Własnie oglądałam film rosyjskiej telewizji na temat katastrofy w Smoleńsku wyemitowany przez TVP2. Powiem tak - Goebbels byłby zadowolony, a i Urban pewnie klasnął z zadowolenia. Film pokazuje Polske po 10 kwietnia, a takze próbuje wskazac przyczyny katastrofy z góry zalożona teza - piloci zlekceważyli zalecenia wiezy, nie posłuchali kontrolerow, i pod naciskiem Prezydenta ladowali. Rzuca po raz kolejny oskarzenie pod adresem Prezydenta, który tak był zdeterminowany koniecznoscia wziecia udziału w uroczystosciach, ze po rozmowie z bratem(!) nakazał lądować wbrew logice , w skrajnie trudnych warunkach.
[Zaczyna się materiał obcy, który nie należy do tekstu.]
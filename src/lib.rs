//! Blockwise: the app-blocking core of a digital-wellbeing app.
//!
//! Owns time-window blocking rules, a single focus session, and a bounded
//! log of blocked launch attempts, and answers "is app X blocked right now,
//! and why". Consumed by UI code; exposes no network or CLI surface.
//!
//! The engine is single-threaded and synchronous. Persistence goes through
//! the [`store::KeyValueStore`] trait with whole-collection read/modify/write
//! semantics, so concurrent embeddings should wrap the engine in a mutex.
//!
//! ```
//! use blockwise::engine::BlockingEngine;
//! use blockwise::models::RuleInput;
//! use blockwise::store::MemoryStore;
//!
//! let mut engine = BlockingEngine::new(MemoryStore::new());
//! engine.create_rule(RuleInput {
//!     name: "Evenings".to_string(),
//!     blocked_apps: vec!["com.zhiliaoapp.musically".to_string()],
//!     start_time: "21:00".to_string(),
//!     end_time: "06:00".to_string(),
//!     days: vec!["Mon".to_string(), "Tue".to_string()],
//!     is_active: true,
//!     color: "#FF2D55".to_string(),
//! });
//!
//! let verdict = engine.is_app_blocked("com.zhiliaoapp.musically");
//! println!("blocked: {}", verdict.is_blocked());
//! ```

pub mod catalog;
pub mod constants;
pub mod engine;
pub mod error;
pub mod models;
pub mod store;
#[cfg(test)]
mod test_utils;
pub mod validation;

pub use engine::{BlockVerdict, BlockingEngine, ListenerId};
pub use error::AppError;
pub use models::{BlockedAppAttempt, BlockingRule, FocusSession, RuleInput, RuleUpdate};
pub use store::{FileStore, KeyValueStore, MemoryStore};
Autorzy filmu - a jakze - postanowili obśmiac i wypunktowac oszołomów spod znaku "teorii spiskowych". A wiec poruszono po raz kolejny sprawę filmu Koli(oj widac bardzo im zabruzdził) pokazujac jego rzekomego autora mechanika Safonienke, a nawet dziadka - emeryta widocznego na tym filmie. Zabieg zenujacy, po pierwsze dlatego , ze polska prokuratura przyznala, ze nie odnaleziono autora filmu, po drugie autorstwo Safonienki zostało juz obalone(analizy głosu). A strzały?? Eeee..takie trzaski z magazynkow, żadne strzały.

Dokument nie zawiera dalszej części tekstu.